Tidak ditemukannya lagi penduduk negrito di Sumatra pada era VOC mengindikasikan bahwa semua penduduk negrito Sumatra (kecuali di Andaman) sudah bercampur sepenuhnya dengan penduduk pendatang yang diduga berasal dari utara (benua Asia sebelah Tenggara). Percampuran itu menghasilkan kulit berwarna coklat (sawo matang). Percampuran yang tidak sepenuhnya terjadi masih ditemukan, selain di Andaman yang berkulit gelap (penduduk asli) dan penduduk pendatang di pulau-pulau sebelah barat Sumatra seperti di Nias dan Mentawai.

Pada fase awal ini (ras kulit coklat) tersebar di seluruh bagian (pulau) Sumatra.

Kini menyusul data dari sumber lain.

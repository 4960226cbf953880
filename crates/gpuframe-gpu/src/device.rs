//! GPU device management.
//!
//! A [`Device`] owns one native device and its immediate context, the
//! reentrant lock that serializes context work across threads, the format
//! table probed at creation, and per-device caches of compiled shaders and
//! samplers.

use crate::error::{GpuError, NativeError, NativeResult, Result};
use crate::format::{FormatDescriptor, FormatTable};
use crate::native::software::{SoftwareDevice, SoftwareOptions};
use crate::native::wgpu_backend::WgpuDevice;
use crate::native::{
    AdapterInfo, DeviceStats, NativeDevice, SamplerFilter, SamplerHandle, ShaderHandle,
};
use crate::shader::{self, ShaderBlob, ShaderStage};
use gpuframe_core::VideoFormat;
use parking_lot::{Mutex, ReentrantMutex, ReentrantMutexGuard};
use serde::{Deserialize, Serialize};
use std::collections::HashMap;
use std::fmt;
use std::sync::atomic::{AtomicU64, Ordering};
use std::sync::Arc;
use tracing::{error, info, warn};

/// Which adapter a hardware device is created on.
#[derive(Debug, Clone, Copy, PartialEq, Eq, Default, Serialize, Deserialize)]
#[serde(rename_all = "snake_case")]
pub enum AdapterSelector {
    /// The system's preferred high-performance adapter.
    #[default]
    Default,
    /// Adapter at this enumeration index.
    Index(u32),
    /// First adapter with this PCI vendor id.
    Vendor(u32),
    /// The platform's software adapter.
    Software,
}

impl fmt::Display for AdapterSelector {
    fn fmt(&self, f: &mut fmt::Formatter<'_>) -> fmt::Result {
        match self {
            Self::Default => write!(f, "default adapter"),
            Self::Index(i) => write!(f, "adapter index {}", i),
            Self::Vendor(v) => write!(f, "vendor 0x{:04x}", v),
            Self::Software => write!(f, "software adapter"),
        }
    }
}

/// Native backend to create.
#[derive(Debug, Clone, Copy, PartialEq, Eq, Default, Serialize, Deserialize)]
#[serde(rename_all = "snake_case")]
pub enum BackendPreference {
    /// Hardware, falling back to the software device.
    #[default]
    Auto,
    Hardware,
    Software,
}

/// How to create a [`Device`].
#[derive(Debug, Clone, Default, PartialEq, Eq, Serialize, Deserialize)]
#[serde(default)]
pub struct DeviceOptions {
    pub selector: AdapterSelector,
    pub backend: BackendPreference,
    /// Request the debug/validation layer.
    pub debug: bool,
    /// Options of the software device, when one is created.
    pub software: SoftwareOptions,
}

static NEXT_DEVICE_ID: AtomicU64 = AtomicU64::new(1);

/// Create a native device, retrying once without the debug layer.
/// Returns the device and whether the debug layer took effect.
fn create_with_debug_retry<T>(debug: bool, create: impl Fn(bool) -> NativeResult<T>) -> NativeResult<(T, bool)> {
    match create(debug) {
        Ok(native) => Ok((native, debug)),
        Err(e) if debug => {
            warn!("Device creation with debug layer failed ({}), retrying without it", e);
            create(false).map(|native| (native, false))
        }
        Err(e) => Err(e),
    }
}

struct DeviceInner {
    id: u64,
    native: Arc<dyn NativeDevice>,
    lock: ReentrantMutex<()>,
    formats: FormatTable,
    debug: bool,
    vertex_shaders: Mutex<HashMap<String, ShaderHandle>>,
    pixel_shaders: Mutex<HashMap<String, ShaderHandle>>,
    samplers: Mutex<HashMap<SamplerFilter, SamplerHandle>>,
}

impl Drop for DeviceInner {
    fn drop(&mut self) {
        for (_, handle) in self.vertex_shaders.get_mut().drain() {
            self.native.destroy_shader(handle);
        }
        for (_, handle) in self.pixel_shaders.get_mut().drain() {
            self.native.destroy_shader(handle);
        }
        for (_, handle) in self.samplers.get_mut().drain() {
            self.native.destroy_sampler(handle);
        }
    }
}

/// A GPU device shared by allocations, pools and converters.
///
/// Cloning is cheap; every clone refers to the same native device.
#[derive(Clone)]
pub struct Device {
    inner: Arc<DeviceInner>,
}

impl fmt::Debug for Device {
    fn fmt(&self, f: &mut fmt::Formatter<'_>) -> fmt::Result {
        f.debug_struct("Device")
            .field("id", &self.inner.id)
            .field("adapter", self.inner.native.adapter_info())
            .field("debug", &self.inner.debug)
            .finish()
    }
}

impl Device {
    /// Create a device as described by `options`.
    pub fn create(options: &DeviceOptions) -> Result<Self> {
        match options.backend {
            BackendPreference::Hardware => Self::create_hardware(options.selector, options.debug),
            BackendPreference::Software => Self::create_software(options.software.clone(), options.debug),
            BackendPreference::Auto => match Self::create_hardware(options.selector, options.debug) {
                Ok(device) => Ok(device),
                Err(e) => {
                    warn!("No hardware device ({}), using the software device", e);
                    Self::create_software(options.software.clone(), options.debug)
                }
            },
        }
    }

    /// Create a wgpu device on the selected adapter.
    pub fn create_hardware(selector: AdapterSelector, debug: bool) -> Result<Self> {
        let (native, debug) = create_with_debug_retry(debug, |debug| WgpuDevice::new_blocking(&selector, debug))
            .map_err(|e| match e {
                NativeError::Unsupported(_) => GpuError::AdapterNotFound(selector.to_string()),
                other => GpuError::DeviceCreation(other),
            })?;
        Ok(Self::build(Arc::new(native), debug))
    }

    /// Create a CPU reference device.
    pub fn create_software(options: SoftwareOptions, debug: bool) -> Result<Self> {
        let (native, debug) = create_with_debug_retry(debug, |debug| SoftwareDevice::create(options.clone(), debug))
            .map_err(GpuError::DeviceCreation)?;
        Ok(Self::build(Arc::new(native), debug))
    }

    /// Wrap an externally created native device.
    pub fn wrap(native: Arc<dyn NativeDevice>) -> Self {
        Self::build(native, false)
    }

    fn build(native: Arc<dyn NativeDevice>, debug: bool) -> Self {
        let formats = FormatTable::probe(native.as_ref());
        let id = NEXT_DEVICE_ID.fetch_add(1, Ordering::Relaxed);
        let adapter = native.adapter_info();
        info!(
            "Device {} on adapter {} ({}, vendor 0x{:04x}, device 0x{:04x}, {})",
            id,
            adapter.index,
            adapter.description,
            adapter.vendor_id,
            adapter.device_id,
            adapter.backend
        );
        Self {
            inner: Arc::new(DeviceInner {
                id,
                native,
                lock: ReentrantMutex::new(()),
                formats,
                debug,
                vertex_shaders: Mutex::new(HashMap::new()),
                pixel_shaders: Mutex::new(HashMap::new()),
                samplers: Mutex::new(HashMap::new()),
            }),
        }
    }

    /// Process-unique id of this device.
    pub fn id(&self) -> u64 {
        self.inner.id
    }

    pub fn native(&self) -> &Arc<dyn NativeDevice> {
        &self.inner.native
    }

    pub fn adapter_info(&self) -> &AdapterInfo {
        self.inner.native.adapter_info()
    }

    /// Whether the device runs with the debug layer.
    pub fn is_debug(&self) -> bool {
        self.inner.debug
    }

    /// Both handles refer to the same device.
    pub fn is_same(&self, other: &Device) -> bool {
        Arc::ptr_eq(&self.inner, &other.inner)
    }

    /// Lock the immediate context. Reentrant on the owning thread.
    pub fn lock(&self) -> ReentrantMutexGuard<'_, ()> {
        self.inner.lock.lock()
    }

    /// Storage of `format` on this device, if supported.
    pub fn format(&self, format: VideoFormat) -> Option<&FormatDescriptor> {
        self.inner.formats.get(format)
    }

    pub fn format_table(&self) -> &FormatTable {
        &self.inner.formats
    }

    pub fn stats(&self) -> DeviceStats {
        self.inner.native.stats()
    }

    /// Translate a native result, logging failures and device removal.
    pub fn check<T>(&self, call: &'static str, result: NativeResult<T>) -> Result<T> {
        result.map_err(|e| {
            if let Some(reason) = self.inner.native.removed_reason() {
                error!("{} failed, device removed (0x{:08x}): {}", call, reason.code(), reason);
                return GpuError::DeviceRemoved(reason.to_string());
            }
            error!("{} failed (0x{:08x}): {}", call, e.code(), e);
            match e {
                NativeError::Unsupported(msg) => GpuError::Unsupported(format!("{}: {}", call, msg)),
                other => GpuError::native(call, other),
            }
        })
    }

    /// Native handle of the shared quad vertex shader.
    pub fn vertex_shader(&self) -> Result<ShaderHandle> {
        self.native_shader(&shader::vertex_shader())
    }

    /// Native handle of a pixel shader, compiled once per device.
    pub fn pixel_shader(&self, blob: &ShaderBlob) -> Result<ShaderHandle> {
        self.native_shader(blob)
    }

    fn native_shader(&self, blob: &ShaderBlob) -> Result<ShaderHandle> {
        let cache = match blob.stage {
            ShaderStage::Vertex => &self.inner.vertex_shaders,
            ShaderStage::Pixel => &self.inner.pixel_shaders,
        };
        let mut cache = cache.lock();
        if let Some(&handle) = cache.get(&blob.entry_point) {
            return Ok(handle);
        }
        let created = match blob.stage {
            ShaderStage::Vertex => self.inner.native.create_vertex_shader(blob),
            ShaderStage::Pixel => self.inner.native.create_pixel_shader(blob),
        };
        let handle = match created {
            Err(NativeError::Compile(message)) => {
                error!("Shader {} failed to compile: {}", blob.entry_point, message);
                return Err(GpuError::ShaderCompile {
                    entry_point: blob.entry_point.clone(),
                    message,
                });
            }
            other => self.check("CreateShader", other)?,
        };
        cache.insert(blob.entry_point.clone(), handle);
        Ok(handle)
    }

    /// Sampler with the given filter, created once per device.
    pub fn sampler(&self, filter: SamplerFilter) -> Result<SamplerHandle> {
        let mut samplers = self.inner.samplers.lock();
        if let Some(&handle) = samplers.get(&filter) {
            return Ok(handle);
        }
        let handle = self.check("CreateSamplerState", self.inner.native.create_sampler(filter))?;
        samplers.insert(filter, handle);
        Ok(handle)
    }
}
//! Bind group layouts and render pipelines for conversion draws.

use crate::native::{BlendDesc, BlendFactor, BlendOp};
use crate::shader::render::{DECODE_LUT_BINDING, ENCODE_LUT_BINDING, FIRST_TEXTURE_BINDING};
use smallvec::SmallVec;
use std::sync::Arc;

/// Identifies one render pipeline.
#[derive(Debug, Clone, PartialEq, Eq, Hash)]
pub struct PipelineKey {
    pub vertex_shader: u64,
    pub pixel_shader: u64,
    pub targets: SmallVec<[wgpu::TextureFormat; 4]>,
    pub blend: Option<BlendDesc>,
    pub sample_mask: u32,
}

/// Shape of the pixel shader bind group.
#[derive(Debug, Clone, Copy, PartialEq, Eq, Hash)]
pub struct BindingShape {
    pub textures: usize,
    pub luts: bool,
}

pub struct PipelineBuilder<'a> {
    device: &'a wgpu::Device,
    label: &'a str,
    vertex: &'a wgpu::ShaderModule,
    pixel: &'a wgpu::ShaderModule,
    pixel_entry: &'a str,
    layout: &'a wgpu::PipelineLayout,
    targets: Vec<Option<wgpu::ColorTargetState>>,
    sample_mask: u32,
}

impl<'a> PipelineBuilder<'a> {
    pub fn new(
        device: &'a wgpu::Device,
        vertex: &'a wgpu::ShaderModule,
        pixel: &'a wgpu::ShaderModule,
        pixel_entry: &'a str,
        layout: &'a wgpu::PipelineLayout,
    ) -> Self {
        Self {
            device,
            label: pixel_entry,
            vertex,
            pixel,
            pixel_entry,
            layout,
            targets: Vec::new(),
            sample_mask: u32::MAX,
        }
    }

    pub fn with_targets(mut self, formats: &[wgpu::TextureFormat], blend: Option<BlendDesc>) -> Self {
        let blend = blend.map(blend_state);
        self.targets = formats
            .iter()
            .map(|&format| {
                Some(wgpu::ColorTargetState {
                    format,
                    blend,
                    write_mask: wgpu::ColorWrites::ALL,
                })
            })
            .collect();
        self
    }

    pub fn with_sample_mask(mut self, mask: u32) -> Self {
        self.sample_mask = mask;
        self
    }

    pub fn build(self) -> wgpu::RenderPipeline {
        self.device.create_render_pipeline(&wgpu::RenderPipelineDescriptor {
            label: Some(self.label),
            layout: Some(self.layout),
            vertex: wgpu::VertexState {
                module: self.vertex,
                entry_point: Some(crate::shader::VERTEX_ENTRY_POINT),
                buffers: &[wgpu::VertexBufferLayout {
                    array_stride: std::mem::size_of::<crate::shader::layout::Vertex>() as u64,
                    step_mode: wgpu::VertexStepMode::Vertex,
                    attributes: &wgpu::vertex_attr_array![0 => Float32x3, 1 => Float32x2],
                }],
                compilation_options: wgpu::PipelineCompilationOptions::default(),
            },
            fragment: Some(wgpu::FragmentState {
                module: self.pixel,
                entry_point: Some(self.pixel_entry),
                targets: &self.targets,
                compilation_options: wgpu::PipelineCompilationOptions::default(),
            }),
            primitive: wgpu::PrimitiveState {
                topology: wgpu::PrimitiveTopology::TriangleList,
                cull_mode: None,
                ..Default::default()
            },
            depth_stencil: None,
            multisample: wgpu::MultisampleState {
                count: 1,
                mask: self.sample_mask as u64,
                alpha_to_coverage_enabled: false,
            },
            multiview: None,
            cache: None,
        })
    }
}

fn blend_factor(f: BlendFactor) -> wgpu::BlendFactor {
    match f {
        BlendFactor::Zero => wgpu::BlendFactor::Zero,
        BlendFactor::One => wgpu::BlendFactor::One,
        BlendFactor::SrcColor => wgpu::BlendFactor::Src,
        BlendFactor::InvSrcColor => wgpu::BlendFactor::OneMinusSrc,
        BlendFactor::SrcAlpha => wgpu::BlendFactor::SrcAlpha,
        BlendFactor::InvSrcAlpha => wgpu::BlendFactor::OneMinusSrcAlpha,
        BlendFactor::DstColor => wgpu::BlendFactor::Dst,
        BlendFactor::InvDstColor => wgpu::BlendFactor::OneMinusDst,
        BlendFactor::DstAlpha => wgpu::BlendFactor::DstAlpha,
        BlendFactor::InvDstAlpha => wgpu::BlendFactor::OneMinusDstAlpha,
        BlendFactor::BlendFactor => wgpu::BlendFactor::Constant,
        BlendFactor::InvBlendFactor => wgpu::BlendFactor::OneMinusConstant,
    }
}

fn blend_component(src: BlendFactor, dst: BlendFactor, op: BlendOp) -> wgpu::BlendComponent {
    let operation = match op {
        BlendOp::Add => wgpu::BlendOperation::Add,
        BlendOp::Subtract => wgpu::BlendOperation::Subtract,
        BlendOp::RevSubtract => wgpu::BlendOperation::ReverseSubtract,
        BlendOp::Min => wgpu::BlendOperation::Min,
        BlendOp::Max => wgpu::BlendOperation::Max,
    };
    // min and max ignore the factors and require them to be one
    let (src_factor, dst_factor) = match op {
        BlendOp::Min | BlendOp::Max => (wgpu::BlendFactor::One, wgpu::BlendFactor::One),
        _ => (blend_factor(src), blend_factor(dst)),
    };
    wgpu::BlendComponent {
        src_factor,
        dst_factor,
        operation,
    }
}

pub fn blend_state(desc: BlendDesc) -> wgpu::BlendState {
    wgpu::BlendState {
        color: blend_component(desc.src_color, desc.dst_color, desc.color_op),
        alpha: blend_component(desc.src_alpha, desc.dst_alpha, desc.alpha_op),
    }
}

pub fn vertex_bind_group_layout(device: &wgpu::Device) -> wgpu::BindGroupLayout {
    device.create_bind_group_layout(&wgpu::BindGroupLayoutDescriptor {
        label: Some("vs constants"),
        entries: &[wgpu::BindGroupLayoutEntry {
            binding: 0,
            visibility: wgpu::ShaderStages::VERTEX,
            ty: wgpu::BindingType::Buffer {
                ty: wgpu::BufferBindingType::Uniform,
                has_dynamic_offset: false,
                min_binding_size: None,
            },
            count: None,
        }],
    })
}

fn texture_entry(binding: u32, filterable: bool) -> wgpu::BindGroupLayoutEntry {
    wgpu::BindGroupLayoutEntry {
        binding,
        visibility: wgpu::ShaderStages::FRAGMENT,
        ty: wgpu::BindingType::Texture {
            sample_type: wgpu::TextureSampleType::Float { filterable },
            view_dimension: wgpu::TextureViewDimension::D2,
            multisampled: false,
        },
        count: None,
    }
}

pub fn pixel_bind_group_layout(device: &wgpu::Device, shape: BindingShape) -> wgpu::BindGroupLayout {
    let mut entries = vec![
        wgpu::BindGroupLayoutEntry {
            binding: 0,
            visibility: wgpu::ShaderStages::FRAGMENT,
            ty: wgpu::BindingType::Buffer {
                ty: wgpu::BufferBindingType::Uniform,
                has_dynamic_offset: false,
                min_binding_size: None,
            },
            count: None,
        },
        wgpu::BindGroupLayoutEntry {
            binding: 1,
            visibility: wgpu::ShaderStages::FRAGMENT,
            ty: wgpu::BindingType::Sampler(wgpu::SamplerBindingType::Filtering),
            count: None,
        },
    ];
    for i in 0..shape.textures {
        entries.push(texture_entry(FIRST_TEXTURE_BINDING + i as u32, true));
    }
    if shape.luts {
        entries.push(texture_entry(DECODE_LUT_BINDING, false));
        entries.push(texture_entry(ENCODE_LUT_BINDING, false));
    }
    device.create_bind_group_layout(&wgpu::BindGroupLayoutDescriptor {
        label: Some("ps resources"),
        entries: &entries,
    })
}

/// Layouts shared by every pipeline with the same binding shape.
pub struct PipelineLayouts {
    pub vertex: wgpu::BindGroupLayout,
    pub pixel: wgpu::BindGroupLayout,
    pub pipeline: wgpu::PipelineLayout,
}

impl PipelineLayouts {
    pub fn new(device: &wgpu::Device, shape: BindingShape) -> Arc<Self> {
        let vertex = vertex_bind_group_layout(device);
        let pixel = pixel_bind_group_layout(device, shape);
        let pipeline = device.create_pipeline_layout(&wgpu::PipelineLayoutDescriptor {
            label: Some("converter"),
            bind_group_layouts: &[&vertex, &pixel],
            push_constant_ranges: &[],
        });
        Arc::new(Self {
            vertex,
            pixel,
            pipeline,
        })
    }
}

#[cfg(test)]
mod tests {
    use super::*;

    #[test]
    fn test_min_max_force_unit_factors() {
        let c = blend_component(BlendFactor::SrcAlpha, BlendFactor::Zero, BlendOp::Max);
        assert_eq!(c.src_factor, wgpu::BlendFactor::One);
        assert_eq!(c.dst_factor, wgpu::BlendFactor::One);
    }

    #[test]
    fn test_premultiplied_over() {
        let state = blend_state(BlendDesc::PREMULTIPLIED_OVER);
        assert_eq!(state.color.src_factor, wgpu::BlendFactor::One);
        assert_eq!(state.color.dst_factor, wgpu::BlendFactor::OneMinusSrcAlpha);
    }
}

Dengan kehadiran pedagang-pedagang asing dari India (kebudayaan yang lebih tinggi), penduduk asli Sumatra semakin terdesak ke pedalaman apakah karena terjadi penyerbaran penduduk (akibat kepadatan) atau karena upaya eksploitasi sumber daya alam ke arah hulu di pedalaman. Pusat kepadatan penduduk di pedalaman kemudian terbentuk di seputar adanya danau-danau pegunungan. Pusat-pusat penduduk di pedalaman Sumatra di sekitar danau antara lain: danau Tangse dan danau Takengon (Aceh), danau Toba, Siais dan Siabu (Sumatra Utara), danau Maninjau dan danau Singkarak serta Danau Diatas-Dibawah (Sumatera Barat), danau Kerinci (Jambi) dan danau Ranau (Lampung). Dua danau yang dianggap hilang (menyusut) adalah danau Tangse di Gayo, Aceh dan danau Siabu di Mandailing, Sumatra Utara. Dalam hal ini dapat kita tambahkan danau Marsabut (di Sipirok) dan danau Laut Tinggal (di Mandaiing-Pasaman).

Pusat-pusat penduduk di pedalaman (pulau) Sumatra, antara lain di seputar danau Toba, danau Siais dan danau Siabu. Semakin intensnya kehadiran pedagang-pedagang asing dari India (era Hindoe-Boedha) di kota-kota (pelabuhan) pantai (barat) Sumatra, menyebabkan pedagang-pedagang tersebut lambat laun beringsut ke pedalaman untuk membentuk koloni baru. Proses akulturasi yang intens inilah yang kemudian menimbulkan peradaban baru (peradaban awal) di wilayah daerah aliran sungai Batang Angkola (Angkola) dan wilayah daerah aliran sungai Batang Gadis (Mandailing)—demikian juga di Toba.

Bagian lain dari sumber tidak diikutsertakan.